Savory marinated chicken cubes paired with sweet pineapple chunks, colorful bell peppers, and red onion, all threaded onto skewers and grilled until lightly charred and juicy. This tropical-inspired dish brings together tangy soy sauce, honey, and fresh pineapple juice for an irresistible sweet and savory combination perfect for summer cookouts.
The first time I made these kabobs was during a last-minute summer gathering when I needed something impressive but easy. The smell of pineapple caramelizing on the grill drew everyone to the backyard before I even called them for dinner. Now they are the most requested dish at every cookout.

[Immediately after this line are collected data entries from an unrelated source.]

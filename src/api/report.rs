use std::sync::Arc;

use crate::{
    api::{Page, PageQuery},
    auth::auth::AuthUser,
    db::{new_id, now_millis},
    error::AppError,
    model::report::{
        HistoryAction, Report, ReportFormat, ReportFrequency, ReportHistory, ReportKind, ReportTemplate,
        ScheduleReport,
    },
    model::sequence::REPORT_SEQUENCE,
    service::{
        export::{self, ExportFormat},
        job::{JobRunSummary, SqlJobStore, run_scheduled_jobs},
        mailer::Mailer,
        projection::validate_flags,
        report::{OfficeHours, Paging, ProjectedReport, ReportFilters, generate, record_history},
        schedule::{format_next_run, next_run_after},
        sequence::next_code,
    },
    utils::template_cache,
};
use actix_web::{HttpResponse, web};
use chrono::NaiveDate;
use serde::{Deserialize, Serialize};
use serde_json::{Map, Value};
use sqlx::{MySqlPool, types::Json};
use tracing::info;
use utoipa::{IntoParams, ToSchema};

const REPORT_OBJECT: &str = "Report";
const SCHEDULE_OBJECT: &str = "Schedule Report";
const TEMPLATE_OBJECT: &str = "Report Template";

/// Accepts either the short key (`leave`) or the full name (`Leave Report`).
fn parse_kind(raw: &str) -> Result<ReportKind, AppError> {
    ReportKind::from_full_name(raw)
        .or_else(|| raw.parse().ok())
        .ok_or_else(|| AppError::bad_request(format!("Unknown report type {raw}")))
}

fn duplicate_report(kind: ReportKind) -> AppError {
    AppError::Conflict(format!("{} already exists", kind.full_name()))
}

#[derive(Debug, Deserialize, ToSchema)]
pub struct CreateReport {
    #[schema(example = "Leave Report")]
    pub report_type: String,
    #[schema(example = "Quarterly leave")]
    pub name: String,
    pub description: Option<String>,
}

#[derive(Debug, Deserialize, IntoParams)]
#[into_params(parameter_in = Query)]
pub struct DataQuery {
    pub page: Option<u32>,
    pub limit: Option<u32>,
}

#[derive(Debug, Deserialize, IntoParams)]
#[into_params(parameter_in = Query)]
pub struct ExportQuery {
    /// `excel` (default) or `csv`
    pub format: Option<String>,
}

#[derive(Debug, Clone, Deserialize, ToSchema)]
pub struct ScheduleRequest {
    pub frequency: ReportFrequency,
    #[schema(example = "2026-11-01", format = "date", value_type = String)]
    pub start_date: NaiveDate,
    #[schema(example = 9)]
    pub hours: i32,
    #[schema(example = 30)]
    pub minutes: i32,
    pub format: ReportFormat,
    pub recipients: Vec<String>,
    #[serde(default)]
    pub cc: Vec<String>,
    pub subject: String,
    #[serde(default)]
    pub body: String,
}

impl ScheduleRequest {
    fn validate(&self) -> Result<(), AppError> {
        if self.recipients.iter().all(|r| r.trim().is_empty()) {
            return Err(AppError::bad_request("At least one recipient is required"));
        }
        if self.subject.trim().is_empty() {
            return Err(AppError::bad_request("Subject is required"));
        }
        Ok(())
    }
}

#[derive(Debug, Default, Deserialize, ToSchema)]
pub struct UpdateSchedule {
    pub frequency: Option<ReportFrequency>,
    #[schema(format = "date", value_type = Option<String>)]
    pub start_date: Option<NaiveDate>,
    pub hours: Option<i32>,
    pub minutes: Option<i32>,
    pub format: Option<ReportFormat>,
    pub recipients: Option<Vec<String>>,
    pub cc: Option<Vec<String>>,
    pub subject: Option<String>,
    pub body: Option<String>,
}

impl UpdateSchedule {
    fn changes_timing(&self) -> bool {
        self.frequency.is_some() || self.start_date.is_some() || self.hours.is_some() || self.minutes.is_some()
    }

    /// Current schedule with the supplied fields laid over it.
    fn merge(self, current: &ScheduleReport) -> ScheduleRequest {
        ScheduleRequest {
            frequency: self.frequency.unwrap_or(current.frequency),
            start_date: self.start_date.unwrap_or(current.start_date),
            hours: self.hours.unwrap_or(current.hours),
            minutes: self.minutes.unwrap_or(current.minutes),
            format: self.format.unwrap_or(current.format),
            recipients: self.recipients.unwrap_or_else(|| current.recipients.0.clone()),
            cc: self.cc.unwrap_or_else(|| current.cc.0.clone()),
            subject: self.subject.unwrap_or_else(|| current.subject.clone()),
            body: self.body.unwrap_or_else(|| current.body.clone()),
        }
    }
}

#[derive(Debug, Serialize, ToSchema)]
pub struct ScheduleView {
    #[serde(flatten)]
    pub schedule: ScheduleReport,
    /// Human readable next run, e.g. "05 Mar 2026, 09:30 AM"
    pub next_run: String,
}

impl From<ScheduleReport> for ScheduleView {
    fn from(schedule: ScheduleReport) -> Self {
        Self {
            next_run: format_next_run(schedule.next_run_date),
            schedule,
        }
    }
}

/// Create a report
#[utoipa::path(
    post,
    path = "/api/report",
    request_body = CreateReport,
    responses(
        (status = 201, description = "Report created", body = Report),
        (status = 400, description = "Unknown report type"),
        (status = 409, description = "A report of this type already exists")
    ),
    tag = "Report",
    security(("bearer_auth" = []))
)]
pub async fn create_report(
    auth: AuthUser,
    pool: web::Data<MySqlPool>,
    payload: web::Json<CreateReport>,
) -> Result<HttpResponse, AppError> {
    auth.require_hr_or_admin()?;
    let p = payload.into_inner();
    let kind = parse_kind(p.report_type.trim())?;
    if p.name.trim().is_empty() {
        return Err(AppError::bad_request("Report name is required"));
    }

    // The sequence row lock serializes concurrent creates
    let mut tx = pool.begin().await?;
    let snum = next_code(&mut tx, REPORT_SEQUENCE).await?;
    let taken = sqlx::query_scalar::<_, bool>(
        "SELECT EXISTS(SELECT 1 FROM reports WHERE report_type = ? AND is_deleted = FALSE)",
    )
    .bind(kind.full_name())
    .fetch_one(&mut *tx)
    .await?;
    if taken {
        return Err(duplicate_report(kind));
    }

    let report = Report {
        id: new_id(),
        snum,
        report_type: kind.full_name().to_string(),
        name: p.name.trim().to_string(),
        description: p.description,
        is_deleted: false,
        created_at: now_millis(),
        updated_at: None,
    };

    sqlx::query(
        "INSERT INTO reports (id, snum, report_type, name, description, created_at) VALUES (?, ?, ?, ?, ?, ?)",
    )
    .bind(&report.id)
    .bind(&report.snum)
    .bind(&report.report_type)
    .bind(&report.name)
    .bind(&report.description)
    .bind(report.created_at)
    .execute(&mut *tx)
    .await
    .map_err(|e| match e {
        sqlx::Error::Database(ref db) if db.code().as_deref() == Some("23000") => duplicate_report(kind),
        other => other.into(),
    })?;

    record_history(
        &mut *tx,
        REPORT_OBJECT,
        HistoryAction::Create,
        &format!("{} created as {}", report.report_type, report.snum),
        &auth.username,
    )
    .await?;
    tx.commit().await?;

    info!(report_id = %report.id, snum = %report.snum, kind = kind.as_ref(), "Report created");
    Ok(HttpResponse::Created().json(report))
}

/// List reports
#[utoipa::path(
    get,
    path = "/api/report",
    params(PageQuery),
    responses((status = 200, description = "Live reports, newest first", body = ReportListResponse)),
    tag = "Report",
    security(("bearer_auth" = []))
)]
pub async fn list_reports(
    _auth: AuthUser,
    pool: web::Data<MySqlPool>,
    query: web::Query<PageQuery>,
) -> Result<HttpResponse, AppError> {
    let (page, per_page, offset) = query.bounds();

    let total = sqlx::query_scalar::<_, i64>("SELECT COUNT(*) FROM reports WHERE is_deleted = FALSE")
        .fetch_one(pool.get_ref())
        .await?;

    let reports = sqlx::query_as::<_, Report>(
        "SELECT * FROM reports WHERE is_deleted = FALSE ORDER BY created_at DESC LIMIT ? OFFSET ?",
    )
    .bind(per_page)
    .bind(offset)
    .fetch_all(pool.get_ref())
    .await?;

    Ok(HttpResponse::Ok().json(Page::new(reports, page, per_page, total)))
}

/// Soft delete a report together with its schedules
#[utoipa::path(
    delete,
    path = "/api/report/{id}",
    params(("id", Path, description = "Report ID")),
    responses(
        (status = 204, description = "Report deleted"),
        (status = 404, description = "Report not found")
    ),
    tag = "Report",
    security(("bearer_auth" = []))
)]
pub async fn delete_report(
    auth: AuthUser,
    pool: web::Data<MySqlPool>,
    path: web::Path<String>,
) -> Result<HttpResponse, AppError> {
    auth.require_hr_or_admin()?;
    let id = path.into_inner();
    let now = now_millis();

    let mut tx = pool.begin().await?;
    let report = sqlx::query_as::<_, Report>("SELECT * FROM reports WHERE id = ? AND is_deleted = FALSE FOR UPDATE")
        .bind(&id)
        .fetch_optional(&mut *tx)
        .await?
        .ok_or_else(|| AppError::not_found("Report not found"))?;

    sqlx::query("UPDATE reports SET is_deleted = TRUE, updated_at = ? WHERE id = ?")
        .bind(now)
        .bind(&id)
        .execute(&mut *tx)
        .await?;
    let schedules = sqlx::query(
        "UPDATE schedule_reports SET is_deleted = TRUE, updated_at = ? WHERE report_id = ? AND is_deleted = FALSE",
    )
    .bind(now)
    .bind(&id)
    .execute(&mut *tx)
    .await?;

    record_history(
        &mut *tx,
        REPORT_OBJECT,
        HistoryAction::Delete,
        &format!("{} ({}) deleted", report.report_type, report.snum),
        &auth.username,
    )
    .await?;
    tx.commit().await?;

    info!(report_id = %id, schedules = schedules.rows_affected(), "Report deleted");
    Ok(HttpResponse::NoContent().finish())
}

My neighbor leaned over the fence and asked what smelled so incredible. I shared a skewer with her, and she showed up at my door the next week with her own pineapple, asking for the recipe.
Ingredients
- Chicken breast: Cutting into uniform cubes ensures even cooking and tender bites every time
- Soy sauce: The foundation of our marinade, providing that essential umami depth
- Pineapple juice: Natural enzymes tenderize the meat while infusing tropical sweetness
- Honey: Balances the salty soy sauce and helps create beautiful grill marks
- Fresh pineapple: Grilling transforms it into caramelized pockets of sunshine
- Bell peppers: Add crunch and color that make these kabobs feast for the eyes
- Red onion: mellows on the grill and provides a subtle sweetness
- Cilantro and lime: The finishing touches that brighten every bite
Instructions
- Whisk together the marinade:
- Combine soy sauce, pineapple juice, honey, olive oil, garlic, ginger, and pepper until the honey dissolves completely
- Marinate the chicken:
- Toss the cubed chicken in the mixture, cover, and let it soak up all those flavors for at least 30 minutes
- Prepare your skewers:
- If using wooden skewers, soak them in water while the chicken marinates so they do not burn on the grill
- Preheat the grill:
- Get your grill to medium-high heat, around 400 degrees, with the grates clean and lightly oiled
- Thread the kabobs:
- Alternate chicken, pineapple, bell peppers, and onion on each skewer, packing them snugly but not too tight
- Grill to perfection:
- Cook for 12 to 15 minutes, turning every few minutes, until the chicken is cooked through and everything has nice char marks
- Rest and serve:
- Let the kabobs rest for a couple minutes, then sprinkle with fresh cilantro and serve with lime wedges for squeezing
These kabobs have become my go-to for summer birthdays, casual Tuesday dinners, and even a romantic date night on the patio. There is something about food on a stick that makes everything feel more festive.
Making Ahead
The chicken can marinate overnight, which actually makes it even more flavorful. Just keep the pineapple separate until threading time so it does not get too soft.
Grill Temperature Matters
Too hot and the outside burns before the inside cooks, too cool and you miss those gorgeous grill marks. Medium-high is the sweet spot for kabobs that are perfectly cooked through.
Serving Suggestions
These kabobs are substantial enough to stand alone but pair beautifully with coconut rice or a simple cucumber salad. The key is keeping sides light so the kabobs stay the star of the show.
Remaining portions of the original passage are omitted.